Italia markets close in 4 hours 52 minutes

Coronavirus, Fondazione Enasarco: cda al passo con i provvedimenti governativi

webinfo@adnkronos.com

“Il consiglio di amministrazione della Fondazione Enasarco è attivo ormai ogni settimana sull'emergenza Coronavirus per prendere decisioni che siano al passo con i continui provvedimenti governativi”. E’ quanto si legge in una nota. 

“La situazione - spiega - è cambiata rapidamente in due settimane, quindi ogni ipotesi vagliata deve essere costantemente aggiornata e modificata, per poter rispondere al meglio alle esigenze di sostegno per i settori più colpiti e per garantire il supporto di cui gli iscritti hanno bisogno. La Fondazione, da un lato, ha attivato tutti i canali istituzionali, presidenza del consiglio dei ministri, ministeri e Protezione civile e dall’altro ha chiesto ufficialmente di poter derogare alle proprie norme regolamentarie approvate dai ministeri (e che quindi non possono essere cambiate in totale autonomia) per prevedere ulteriori stanziamenti per l'erogazione di prestazioni a sostegno”.  

Nella prossima settimana, annuncia, “verrà discusso in cda un nuovo piano di intervento, che definisca criteri e requisiti per accedere al sostegno economico straordinario, tenendo conto dell’estensione a tutto il territorio nazionale delle misure di emergenza che, fino alla scorsa settimana, erano limitate alle prime zone rosse”.  

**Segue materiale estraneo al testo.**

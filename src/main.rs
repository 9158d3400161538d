//! Sick Fits storefront server
//!
//! Serves the GraphQL API over HTTP.
//! Reads configuration from TOML file (~/.config/sick-fits/config.toml).

use std::sync::Arc;
use std::time::{Duration, Instant};

use metrics_exporter_prometheus::PrometheusBuilder;
use sea_orm_migration::MigratorTrait;
use tracing::{error, info, warn};
use tracing_subscriber::EnvFilter;

use sick_fits::application::{AccountService, CartService, CatalogService, CheckoutService};
use sick_fits::config::{config_path, AppConfig, LoggingConfig};
use sick_fits::domain::{Mailer, RepositoryProvider};
use sick_fits::infrastructure::database::migrator::Migrator;
use sick_fits::infrastructure::{LogMailer, SmtpMailer, StripeGateway};
use sick_fits::interfaces::http::health::HealthState;
use sick_fits::shared::{listen_for_shutdown_signals, ShutdownSignal, SystemClock};
use sick_fits::{
    build_schema, create_router, init_database, AppState, SeaOrmRepositoryProvider, Services,
};

fn init_tracing(logging: &LoggingConfig) {
    let filter =
        EnvFilter::try_from_default_env().unwrap_or_else(|_| EnvFilter::new(&logging.level));
    let builder = tracing_subscriber::fmt().with_env_filter(filter);
    if logging.json {
        builder.json().init();
    } else {
        builder.init();
    }
}

#[tokio::main]
async fn main() -> Result<(), Box<dyn std::error::Error>> {
    // ── Load configuration ─────────────────────────────────────
    let path = config_path();
    let (app_cfg, load_error) = match AppConfig::load(&path) {
        Ok(cfg) => (cfg, None),
        Err(e) => (AppConfig::default(), Some(e)),
    };
    init_tracing(&app_cfg.logging);
    match load_error {
        None if path.exists() => info!("Configuration loaded from {}", path.display()),
        None => info!("No config file at {}, using defaults", path.display()),
        Some(e) => error!("Failed to load config: {}. Using defaults.", e),
    }

    info!("Starting Sick Fits storefront backend...");
    if app_cfg.uses_default_jwt_secret() {
        warn!("security.jwt_secret is the built-in default; set a real secret before going live");
    }

    // ── Prometheus metrics recorder (must be installed before any metrics calls) ──
    let prometheus_handle = if app_cfg.server.metrics_enabled {
        match PrometheusBuilder::new().install_recorder() {
            Ok(handle) => {
                info!("Prometheus metrics recorder installed");
                Some(handle)
            }
            Err(e) => {
                warn!("Failed to install Prometheus recorder: {}", e);
                None
            }
        }
    } else {
        None
    };

    // ── Database ───────────────────────────────────────────────
    let db = match init_database(&app_cfg.database_config()).await {
        Ok(db) => db,
        Err(e) => {
            error!("Failed to connect to database: {}", e);
            return Err(e.into());
        }
    };

    info!("Running database migrations...");
    if let Err(e) = Migrator::up(&db, None).await {
        error!("Failed to run migrations: {}", e);
        return Err(e.into());
    }
    info!("Migrations completed");

    let repos: Arc<dyn RepositoryProvider> = Arc::new(SeaOrmRepositoryProvider::new(db.clone()));

    // ── Outbound collaborators ─────────────────────────────────
    let mailer: Arc<dyn Mailer> = if app_cfg.mail.enabled {
        info!(host = %app_cfg.mail.smtp_host, port = app_cfg.mail.smtp_port, "Using SMTP mailer");
        Arc::new(SmtpMailer::new(&app_cfg.smtp_config())?)
    } else {
        info!("Mail disabled, outgoing messages will be logged");
        Arc::new(LogMailer)
    };

    let payments = StripeGateway::new(app_cfg.stripe_config());
    if !payments.is_configured() {
        warn!("No Stripe secret key configured, createOrder will fail");
    }

    // ── Application services ───────────────────────────────────
    let accounts = Arc::new(AccountService::new(
        repos.clone(),
        mailer,
        Arc::new(SystemClock),
        app_cfg.account_settings(),
    ));

    if app_cfg.admin.password.is_empty() {
        info!("No bootstrap admin password configured, skipping admin creation");
    } else {
        match accounts
            .ensure_admin(&app_cfg.admin.name, &app_cfg.admin.email, &app_cfg.admin.password)
            .await
        {
            Ok(Some(admin)) => {
                info!(user_id = %admin.id, "Default admin created: {}", admin.email);
                warn!("Please change the admin password immediately!");
            }
            Ok(None) => {}
            Err(e) => error!("Failed to create admin user: {}", e),
        }
    }

    let schema = build_schema(Services {
        accounts: accounts.clone(),
        catalog: Arc::new(CatalogService::new(repos.clone())),
        cart: Arc::new(CartService::new(repos.clone())),
        checkout: Arc::new(CheckoutService::new(
            repos,
            Arc::new(payments),
            app_cfg.checkout_settings(),
        )),
    });

    let router = create_router(
        AppState {
            schema,
            accounts,
            health: HealthState {
                db: Some(db.clone()),
                started_at: Arc::new(Instant::now()),
            },
            metrics: prometheus_handle,
        },
        &app_cfg.mail.frontend_url,
    );

    // ── Shutdown signalling ────────────────────────────────────
    let shutdown = ShutdownSignal::new();
    tokio::spawn(listen_for_shutdown_signals(shutdown.clone()));

    let addr = app_cfg.bind_address();
    let listener = tokio::net::TcpListener::bind(&addr).await?;
    info!("GraphQL endpoint listening on http://{}/graphql", addr);

    let server_shutdown = shutdown.clone();
    let server = axum::serve(listener, router).with_graceful_shutdown(async move {
        server_shutdown.wait().await;
        info!("HTTP server received shutdown signal");
    });
    let server = tokio::spawn(async move { server.await });

    // Drain in-flight requests, bounded by the configured timeout.
    let grace = Duration::from_secs(app_cfg.server.shutdown_timeout);
    let result = tokio::select! {
        result = server => Some(result),
        _ = async {
            shutdown.wait().await;
            tokio::time::sleep(grace).await;
        } => None,
    };
    match result {
        Some(Ok(Ok(()))) => info!("HTTP server stopped"),
        Some(Ok(Err(e))) => error!("HTTP server error: {}", e),
        Some(Err(e)) => error!("HTTP server task panicked: {}", e),
        None => warn!("Graceful shutdown timed out after {}s", grace.as_secs()),
    }

    info!("Performing final cleanup...");
    if let Err(e) = db.close().await {
        warn!("Error closing database connection: {}", e);
    } else {
        info!("Database connection closed");
    }

    info!("Sick Fits shutdown complete");
    Ok(())
}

Nel frattempo, prosegue, “non si ferma l’impegno per inserire, nei prossimi provvedimenti statali, ogni misura possibile a favore di agenti, rappresentanti e consulenti finanziari". "Enasarco sta presentando tutte le possibili istanze al governo, considerando anche il fatto che la crisi perdurerà anche dopo l’emergenza. Unico e invalicabile limite è rappresentato dal fatto che le risorse oggi disponibili e le misure adottate non dovranno mettere a rischio le prestazioni future, sia previdenziali sia assistenziali”, ricorda. 

“La Fondazione - sottolinea- continuerà a tenere informati i propri associati rispetto alle risposte che arriveranno dalle istituzioni e alle decisioni prese”. 

“E’ doveroso - aggiunge - far sentire tutti una sola voce congiunta, Fondazione e iscritti, affinché le istituzioni capiscano che ci siamo e che vogliamo, sia come cassa che come professionisti, la massima attenzione per uscire da questa situazione. Nessuno dovrà rimanere indietro”.